* Problem to work on
Transcribe, word for word and without additions, each line below from the one containing "type Error = ValidationError;" through the one containing "impl From<Proof> for", both ends included.

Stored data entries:

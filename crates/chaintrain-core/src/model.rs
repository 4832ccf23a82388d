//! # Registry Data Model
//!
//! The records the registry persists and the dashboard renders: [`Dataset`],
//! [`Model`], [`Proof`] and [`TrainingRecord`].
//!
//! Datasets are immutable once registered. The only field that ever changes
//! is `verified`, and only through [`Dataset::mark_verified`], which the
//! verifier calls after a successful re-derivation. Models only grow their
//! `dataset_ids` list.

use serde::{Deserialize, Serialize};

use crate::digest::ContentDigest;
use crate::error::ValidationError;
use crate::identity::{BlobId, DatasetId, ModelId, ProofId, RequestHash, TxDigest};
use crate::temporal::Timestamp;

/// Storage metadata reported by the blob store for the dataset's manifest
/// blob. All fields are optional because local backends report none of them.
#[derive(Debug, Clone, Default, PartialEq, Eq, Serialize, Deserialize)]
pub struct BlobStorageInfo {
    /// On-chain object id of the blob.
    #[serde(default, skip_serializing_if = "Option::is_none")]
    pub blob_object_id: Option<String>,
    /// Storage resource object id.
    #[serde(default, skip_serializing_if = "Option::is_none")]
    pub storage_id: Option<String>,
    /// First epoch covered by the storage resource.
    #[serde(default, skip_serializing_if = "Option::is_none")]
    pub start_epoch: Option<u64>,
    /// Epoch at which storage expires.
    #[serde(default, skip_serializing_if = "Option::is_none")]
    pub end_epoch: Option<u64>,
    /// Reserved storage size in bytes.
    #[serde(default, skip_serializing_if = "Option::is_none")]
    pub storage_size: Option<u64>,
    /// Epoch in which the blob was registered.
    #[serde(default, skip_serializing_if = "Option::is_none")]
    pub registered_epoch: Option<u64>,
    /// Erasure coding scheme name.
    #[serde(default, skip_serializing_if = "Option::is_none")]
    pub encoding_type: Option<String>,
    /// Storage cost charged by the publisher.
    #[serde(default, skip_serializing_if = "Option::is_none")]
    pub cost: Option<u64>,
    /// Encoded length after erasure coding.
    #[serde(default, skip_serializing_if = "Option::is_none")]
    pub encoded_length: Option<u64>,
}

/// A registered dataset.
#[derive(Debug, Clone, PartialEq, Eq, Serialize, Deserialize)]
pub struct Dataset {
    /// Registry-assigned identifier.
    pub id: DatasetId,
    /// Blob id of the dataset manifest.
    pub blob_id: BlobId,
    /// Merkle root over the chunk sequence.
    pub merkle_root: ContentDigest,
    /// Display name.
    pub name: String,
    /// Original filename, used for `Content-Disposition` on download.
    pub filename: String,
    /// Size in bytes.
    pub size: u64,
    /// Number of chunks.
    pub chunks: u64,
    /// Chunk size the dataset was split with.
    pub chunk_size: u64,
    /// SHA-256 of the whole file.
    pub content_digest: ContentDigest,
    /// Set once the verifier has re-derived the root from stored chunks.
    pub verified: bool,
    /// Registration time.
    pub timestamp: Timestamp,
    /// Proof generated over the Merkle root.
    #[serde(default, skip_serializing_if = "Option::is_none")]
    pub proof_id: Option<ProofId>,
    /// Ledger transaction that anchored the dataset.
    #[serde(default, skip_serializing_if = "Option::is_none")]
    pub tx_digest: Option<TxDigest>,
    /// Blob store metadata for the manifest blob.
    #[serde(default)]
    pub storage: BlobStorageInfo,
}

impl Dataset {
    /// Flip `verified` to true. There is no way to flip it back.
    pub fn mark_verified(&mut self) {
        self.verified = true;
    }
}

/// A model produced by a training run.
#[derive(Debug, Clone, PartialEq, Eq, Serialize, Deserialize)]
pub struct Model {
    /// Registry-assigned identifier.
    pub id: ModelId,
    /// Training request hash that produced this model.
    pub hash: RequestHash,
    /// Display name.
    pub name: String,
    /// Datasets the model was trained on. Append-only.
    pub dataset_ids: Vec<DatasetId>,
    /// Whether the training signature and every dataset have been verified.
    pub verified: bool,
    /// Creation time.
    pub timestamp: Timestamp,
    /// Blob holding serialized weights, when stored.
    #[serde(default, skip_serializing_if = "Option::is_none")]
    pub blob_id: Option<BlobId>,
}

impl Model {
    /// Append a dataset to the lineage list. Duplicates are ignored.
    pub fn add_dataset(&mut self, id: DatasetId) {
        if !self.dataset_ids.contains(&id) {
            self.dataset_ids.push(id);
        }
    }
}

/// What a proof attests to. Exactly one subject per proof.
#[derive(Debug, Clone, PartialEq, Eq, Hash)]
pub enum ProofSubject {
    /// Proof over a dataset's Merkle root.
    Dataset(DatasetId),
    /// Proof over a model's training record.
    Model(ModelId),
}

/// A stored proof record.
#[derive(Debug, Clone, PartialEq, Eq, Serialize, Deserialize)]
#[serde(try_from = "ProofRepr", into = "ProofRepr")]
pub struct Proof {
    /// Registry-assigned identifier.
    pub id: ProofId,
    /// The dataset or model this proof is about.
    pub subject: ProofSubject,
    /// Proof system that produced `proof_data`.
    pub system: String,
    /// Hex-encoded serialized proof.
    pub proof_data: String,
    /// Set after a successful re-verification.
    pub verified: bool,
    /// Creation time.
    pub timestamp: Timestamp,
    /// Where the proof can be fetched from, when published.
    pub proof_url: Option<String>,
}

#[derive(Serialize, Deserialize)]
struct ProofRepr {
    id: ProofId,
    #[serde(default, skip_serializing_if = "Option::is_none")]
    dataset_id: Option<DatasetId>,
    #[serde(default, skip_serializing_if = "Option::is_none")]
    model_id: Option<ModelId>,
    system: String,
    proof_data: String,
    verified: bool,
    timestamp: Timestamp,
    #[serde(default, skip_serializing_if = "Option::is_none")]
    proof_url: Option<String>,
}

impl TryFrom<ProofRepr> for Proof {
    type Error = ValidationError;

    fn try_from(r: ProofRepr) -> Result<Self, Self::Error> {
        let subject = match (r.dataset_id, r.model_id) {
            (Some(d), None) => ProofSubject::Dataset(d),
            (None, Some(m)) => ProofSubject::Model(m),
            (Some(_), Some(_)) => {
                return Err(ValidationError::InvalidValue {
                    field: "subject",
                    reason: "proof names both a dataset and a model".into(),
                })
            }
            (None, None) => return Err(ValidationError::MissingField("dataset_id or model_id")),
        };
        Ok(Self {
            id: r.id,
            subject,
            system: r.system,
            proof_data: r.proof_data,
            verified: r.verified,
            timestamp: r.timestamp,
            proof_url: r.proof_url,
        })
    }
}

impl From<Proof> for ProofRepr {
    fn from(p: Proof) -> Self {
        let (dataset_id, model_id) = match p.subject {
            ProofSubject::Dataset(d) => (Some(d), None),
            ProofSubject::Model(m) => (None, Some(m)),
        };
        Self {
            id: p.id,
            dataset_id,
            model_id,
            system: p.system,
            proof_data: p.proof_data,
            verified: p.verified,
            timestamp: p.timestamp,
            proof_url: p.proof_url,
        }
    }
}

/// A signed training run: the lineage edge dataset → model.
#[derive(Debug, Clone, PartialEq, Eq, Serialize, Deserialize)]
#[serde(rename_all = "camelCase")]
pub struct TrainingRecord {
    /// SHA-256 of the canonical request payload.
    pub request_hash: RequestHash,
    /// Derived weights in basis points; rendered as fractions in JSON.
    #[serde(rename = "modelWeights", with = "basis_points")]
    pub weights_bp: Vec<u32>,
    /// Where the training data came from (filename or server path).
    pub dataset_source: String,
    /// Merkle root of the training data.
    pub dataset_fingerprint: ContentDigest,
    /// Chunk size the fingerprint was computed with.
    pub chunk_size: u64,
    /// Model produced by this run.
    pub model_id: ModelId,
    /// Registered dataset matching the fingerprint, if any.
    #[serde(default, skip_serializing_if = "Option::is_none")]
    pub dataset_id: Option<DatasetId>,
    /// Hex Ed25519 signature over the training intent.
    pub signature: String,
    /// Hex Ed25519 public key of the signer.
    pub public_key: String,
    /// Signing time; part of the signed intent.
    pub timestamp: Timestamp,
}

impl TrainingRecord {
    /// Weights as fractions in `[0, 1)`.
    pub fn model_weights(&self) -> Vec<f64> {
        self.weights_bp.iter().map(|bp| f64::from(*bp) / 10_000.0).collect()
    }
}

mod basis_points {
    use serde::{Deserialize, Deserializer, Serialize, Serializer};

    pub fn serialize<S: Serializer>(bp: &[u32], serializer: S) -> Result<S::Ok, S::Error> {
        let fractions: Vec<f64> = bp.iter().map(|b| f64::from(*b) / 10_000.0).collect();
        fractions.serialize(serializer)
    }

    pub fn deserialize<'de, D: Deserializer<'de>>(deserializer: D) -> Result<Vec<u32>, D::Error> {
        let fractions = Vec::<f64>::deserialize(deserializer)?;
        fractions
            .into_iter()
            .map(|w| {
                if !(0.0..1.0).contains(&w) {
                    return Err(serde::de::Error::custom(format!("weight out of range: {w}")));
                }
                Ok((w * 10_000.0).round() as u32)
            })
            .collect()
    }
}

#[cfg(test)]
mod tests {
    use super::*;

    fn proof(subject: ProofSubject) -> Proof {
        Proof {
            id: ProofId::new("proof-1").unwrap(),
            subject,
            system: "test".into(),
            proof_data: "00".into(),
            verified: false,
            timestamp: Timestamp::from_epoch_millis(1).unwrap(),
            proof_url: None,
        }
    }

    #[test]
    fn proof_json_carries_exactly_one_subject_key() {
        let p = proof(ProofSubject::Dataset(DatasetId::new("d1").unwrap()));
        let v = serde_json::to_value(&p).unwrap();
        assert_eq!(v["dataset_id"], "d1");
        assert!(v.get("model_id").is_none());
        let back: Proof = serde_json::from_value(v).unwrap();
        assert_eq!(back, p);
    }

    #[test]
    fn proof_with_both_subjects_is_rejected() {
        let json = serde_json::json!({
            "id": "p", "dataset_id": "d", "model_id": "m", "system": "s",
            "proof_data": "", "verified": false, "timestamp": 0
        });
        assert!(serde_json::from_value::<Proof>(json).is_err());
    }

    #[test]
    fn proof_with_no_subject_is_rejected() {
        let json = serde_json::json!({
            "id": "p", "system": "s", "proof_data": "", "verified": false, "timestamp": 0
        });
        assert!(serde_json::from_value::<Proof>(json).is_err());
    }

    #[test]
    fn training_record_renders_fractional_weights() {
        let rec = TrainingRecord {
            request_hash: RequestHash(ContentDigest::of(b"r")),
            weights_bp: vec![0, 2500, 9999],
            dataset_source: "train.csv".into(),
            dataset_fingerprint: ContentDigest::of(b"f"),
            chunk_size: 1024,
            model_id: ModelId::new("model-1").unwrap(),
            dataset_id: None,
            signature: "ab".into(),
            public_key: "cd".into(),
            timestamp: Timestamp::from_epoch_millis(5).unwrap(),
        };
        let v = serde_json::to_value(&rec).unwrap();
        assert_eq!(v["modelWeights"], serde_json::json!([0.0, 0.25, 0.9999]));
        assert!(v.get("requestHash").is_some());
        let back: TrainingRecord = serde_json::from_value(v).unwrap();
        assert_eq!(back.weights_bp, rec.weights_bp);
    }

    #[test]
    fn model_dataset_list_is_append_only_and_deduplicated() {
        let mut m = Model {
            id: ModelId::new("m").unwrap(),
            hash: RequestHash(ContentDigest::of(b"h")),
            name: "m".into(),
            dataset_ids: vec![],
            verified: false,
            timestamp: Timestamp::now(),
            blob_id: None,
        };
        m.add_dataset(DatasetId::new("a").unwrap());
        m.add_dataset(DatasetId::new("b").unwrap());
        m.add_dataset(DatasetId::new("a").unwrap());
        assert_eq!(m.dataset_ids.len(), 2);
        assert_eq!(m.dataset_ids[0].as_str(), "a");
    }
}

* Response for this exercise
    type Error = ValidationError;

    fn try_from(r: ProofRepr) -> Result<Self, Self::Error> {
        let subject = match (r.dataset_id, r.model_id) {
            (Some(d), None) => ProofSubject::Dataset(d),
            (None, Some(m)) => ProofSubject::Model(m),
            (Some(_), Some(_)) => {
                return Err(ValidationError::InvalidValue {
                    field: "subject",
                    reason: "proof names both a dataset and a model".into(),
                })
            }
            (None, None) => return Err(ValidationError::MissingField("dataset_id or model_id")),
        };
        Ok(Self {
            id: r.id,
            subject,
            system: r.system,
            proof_data: r.proof_data,
            verified: r.verified,
            timestamp: r.timestamp,
            proof_url: r.proof_url,
        })
    }
}

impl From<Proof> for ProofRepr {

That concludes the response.